Overview and purpose of the webinar
CMS opened the session by explaining that the webinar was intended to train laboratories and related stakeholders on the Clinical Laboratory Fee Schedule (CLFS) data collection and reporting system. The goal was practical: help participants understand whether they are required to report, how to prepare the data, how to register in the CMS system, and how to complete submission and certification correctly. CMS emphasized that this reporting affects future Medicare CLFS payment rates, so accuracy matters. CMS also noted that interest was so high that it had to switch webinar platforms to increase capacity.
The webinar was recorded, and CMS said the recording would be posted on the CLFS and PAMA Reporting Resources website. CMS also repeatedly pointed participants to the Q&A function, the CLFS inbox, and the resource website for follow-up help.
Legal and policy background
CMS explained that the reporting requirement comes from Section 1834A of the Social Security Act, established by Section 216(a) of PAMA (Protecting Access to Medicare Act of 2014). Under that law, “applicable laboratories” must report certain private payer information for each applicable clinical diagnostic laboratory test paid under the CLFS.

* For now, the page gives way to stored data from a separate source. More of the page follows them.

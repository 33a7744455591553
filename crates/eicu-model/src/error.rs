use thiserror::Error;

#[derive(Debug, Error)]
pub enum ModelError {
    #[error("patient id must not be empty")]
    EmptyPatientId,
    #[error("unknown code type: {0}")]
    UnknownCodeType(String),
    #[error("expected '0' or '1' for a flag, got '{0}'")]
    InvalidFlag(String),
    #[error("malformed tuple line '{line}': {reason}")]
    MalformedTuple { line: String, reason: String },
}

pub type Result<T> = std::result::Result<T, ModelError>;
//! Command-level runs against a tiny eICU-shaped corpus.

use std::fs;
use std::path::{Path, PathBuf};

use eicu_cli::commands::{
    ConfigOverrides, resolve_config, run_dictionary, run_encode, run_merge, run_pipeline,
    run_revise, run_vocabulary,
};
use eicu_core::{PipelineConfig, RevisionOutcome};
use tempfile::TempDir;

const PATIENTS: &str = "\
patientunitstayid,gender,age
101,Male,65
102,Female,70
103,Male,50
";

const DIAGNOSIS: &str = "\
diagnosisid,patientunitstayid,diagnosisoffset,diagnosisstring
1,101,10,code_A
2,101,5,code_B
3,102,7,code_A
";

const LAB: &str = "\
labid,patientunitstayid,labresultoffset,labname,labresult,labmeasurenamesystem
1,101,30,glucose,5.5,mg/dL
2,102,-5,glucose,6.1,mg/dL
";

const MEDICATION: &str = "\
medicationid,patientunitstayid,drugstartoffset,drugname
1,103,0,aspirin
";

const INFUSION: &str = "\
infusiondrugid,patientunitstayid,infusionoffset,drugname,infusionrate
1,101,15,heparin,\"10,5\"
";

fn write_corpus(root: &Path, diagnosis: &str) -> PathBuf {
    let source = root.join("eicu");
    fs::create_dir_all(&source).expect("create source dir");
    for (name, contents) in [
        ("patient.csv", PATIENTS),
        ("diagnosis.csv", diagnosis),
        ("lab.csv", LAB),
        ("medication.csv", MEDICATION),
        ("infusiondrug.csv", INFUSION),
    ] {
        fs::write(source.join(name), contents).expect("write table");
    }
    source
}

fn config_for(root: &Path, diagnosis: &str) -> PipelineConfig {
    let source = write_corpus(root, diagnosis);
    resolve_config(&ConfigOverrides {
        source_dir: Some(source),
        output_dir: Some(root.join("records")),
        chunk_rows: Some(2),
        ..ConfigOverrides::default()
    })
    .expect("resolve config")
}

#[test]
fn overrides_replace_config_file_values() {
    let dir = TempDir::new().expect("temp dir");
    let path = dir.path().join("pipeline.toml");
    fs::write(
        &path,
        "source_dir = \"raw\"\noutput_dir = \"out\"\nchunk_rows = 10\n",
    )
    .expect("write config");

    let from_file = resolve_config(&ConfigOverrides {
        config: Some(path.clone()),
        ..ConfigOverrides::default()
    })
    .expect("file config");
    assert_eq!(from_file.source_dir, PathBuf::from("raw"));
    assert_eq!(from_file.chunk_rows, 10);

    let overridden = resolve_config(&ConfigOverrides {
        config: Some(path),
        output_dir: Some(PathBuf::from("elsewhere")),
        chunk_rows: Some(3),
        ..ConfigOverrides::default()
    })
    .expect("overridden config");
    assert_eq!(overridden.source_dir, PathBuf::from("raw"));
    assert_eq!(overridden.output_dir, PathBuf::from("elsewhere"));
    assert_eq!(overridden.chunk_rows, 3);
}

#[test]
fn zero_chunk_rows_is_rejected() {
    let result = resolve_config(&ConfigOverrides {
        chunk_rows: Some(0),
        ..ConfigOverrides::default()
    });
    assert!(result.is_err());
}

#[test]
fn missing_config_file_names_the_path() {
    let dir = TempDir::new().expect("temp dir");
    let path = dir.path().join("absent.toml");
    let error = resolve_config(&ConfigOverrides {
        config: Some(path),
        ..ConfigOverrides::default()
    })
    .expect_err("missing config");
    assert!(format!("{error:#}").contains("absent.toml"));
}

#[test]
fn full_run_is_clean() {
    let dir = TempDir::new().expect("temp dir");
    let config = config_for(dir.path(), DIAGNOSIS);

    let result = run_pipeline(&config, true).expect("pipeline");
    assert!(!result.has_errors);
    assert_eq!(result.vocabularies.len(), 4);
    let merged = result.merged.expect("tuples written");
    assert_eq!(merged.tuples, 7);
    assert_eq!(merged.patients, 3);
    match &result.revision.outcome {
        RevisionOutcome::Revised(report) => assert!(report.is_clean()),
        RevisionOutcome::FellBack { error } => panic!("unexpected fallback: {error}"),
    }
    assert_eq!(result.patients.written, 3);
    assert!(config.revised_dictionary_path().exists());
    assert!(config.patients_dict_path().exists());
}

#[test]
fn drift_fails_only_when_requested() {
    let dir = TempDir::new().expect("temp dir");
    let diagnosis = format!("{DIAGNOSIS}4,999,1,code_B\n");
    let config = config_for(dir.path(), &diagnosis);

    let lenient = run_pipeline(&config, false).expect("lenient run");
    assert!(!lenient.has_errors);
    assert!(!lenient.revision.is_failure(false));

    let strict = run_pipeline(&config, true).expect("strict run");
    assert!(strict.has_errors);
}

#[test]
fn stages_run_as_separate_invocations() {
    let dir = TempDir::new().expect("temp dir");
    let config = config_for(dir.path(), DIAGNOSIS);

    run_vocabulary(&config).expect("vocabulary");
    let merged = run_dictionary(&config).expect("dictionary");
    assert_eq!(merged.sources.len(), 4);
    let encoded = run_encode(&config).expect("encode");
    assert_eq!(encoded.iter().map(|summary| summary.encoded).sum::<u64>(), 7);
    assert!(run_merge(&config).expect("merge").is_some());
    let revision = run_revise(&config).expect("revise");
    assert!(!revision.is_failure(true));
}

#[test]
fn encode_without_dictionary_reports_context() {
    let dir = TempDir::new().expect("temp dir");
    let config = config_for(dir.path(), DIAGNOSIS);
    let error = run_encode(&config).expect_err("no dictionary yet");
    assert!(format!("{error:#}").starts_with("encode tables"));
}

#[test]
fn inconsistent_tuple_file_is_a_failure() {
    let dir = TempDir::new().expect("temp dir");
    let config = config_for(dir.path(), DIAGNOSIS);
    run_pipeline(&config, false).expect("pipeline");

    fs::write(config.tuples_path(), "patient,time\n101,5\n").expect("corrupt tuples");
    let revision = run_revise(&config).expect("fallback copy");
    match &revision.outcome {
        RevisionOutcome::FellBack { error } => assert!(error.is_systemic()),
        RevisionOutcome::Revised(_) => panic!("expected fallback"),
    }
    assert!(revision.is_failure(false));
    assert_eq!(
        fs::read(config.revised_dictionary_path()).expect("revised"),
        fs::read(config.dictionary_path()).expect("dictionary")
    );
}
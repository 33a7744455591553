use std::path::PathBuf;

use eicu_core::pipeline::TableVocabulary;
use eicu_core::{
    EncodeSummary, MergeSummary, MergedDictionary, PatientDictionarySummary, RevisionOutcome,
    RevisionPaths,
};

/// Result of the revision stage together with where it wrote.
#[derive(Debug)]
pub struct RevisionResult {
    pub paths: RevisionPaths,
    pub outcome: RevisionOutcome,
}

impl RevisionResult {
    /// Whether the outcome should fail the invocation.
    pub fn is_failure(&self, fail_on_drift: bool) -> bool {
        match &self.outcome {
            RevisionOutcome::Revised(report) => fail_on_drift && !report.is_clean(),
            RevisionOutcome::FellBack { error } => error.is_systemic(),
        }
    }
}

#[derive(Debug)]
pub struct RunResult {
    pub output_dir: PathBuf,
    pub vocabularies: Vec<TableVocabulary>,
    pub dictionary: MergedDictionary,
    pub encoded: Vec<EncodeSummary>,
    /// `None` when there were no partial files to merge.
    pub merged: Option<MergeSummary>,
    pub revision: RevisionResult,
    pub patients: PatientDictionarySummary,
    pub has_errors: bool,
}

CMS reminded the audience that the first round of reporting occurred in 2017, and that later rounds were delayed for several years. According to the presenter, those delays were due partly to the COVID period and partly to efforts to make sure the process was set up correctly. A key update occurred in February 2026, when the Consolidated Appropriations Act directed that reporting move forward and also updated the data collection period. CMS stressed that, without the update, it might have been forced to set 2027–2029 CLFS rates using 2019-era data, which would have been badly outdated. Instead, laboratories are now being asked to report data from January 1, 2025 through June 30, 2025.
What data must be reported
CMS defined the reportable data as “applicable information.” For each CLFS test furnished by an applicable laboratory, CMS wants:
1. The HCPCS code for the test.
2. Each private payer rate for which final payment was made during the collection period.
3. The associated volume of tests furnished at that specific rate.
CMS made a major operational point here: if a lab has multiple different private payer rates for the same HCPCS code, it must report each rate separately, along with the volume tied to that rate. Labs should not average rates, should not report only the highest or lowest rate, and should not report aggregate expenditures for the code. CMS wants the rate-by-rate detail.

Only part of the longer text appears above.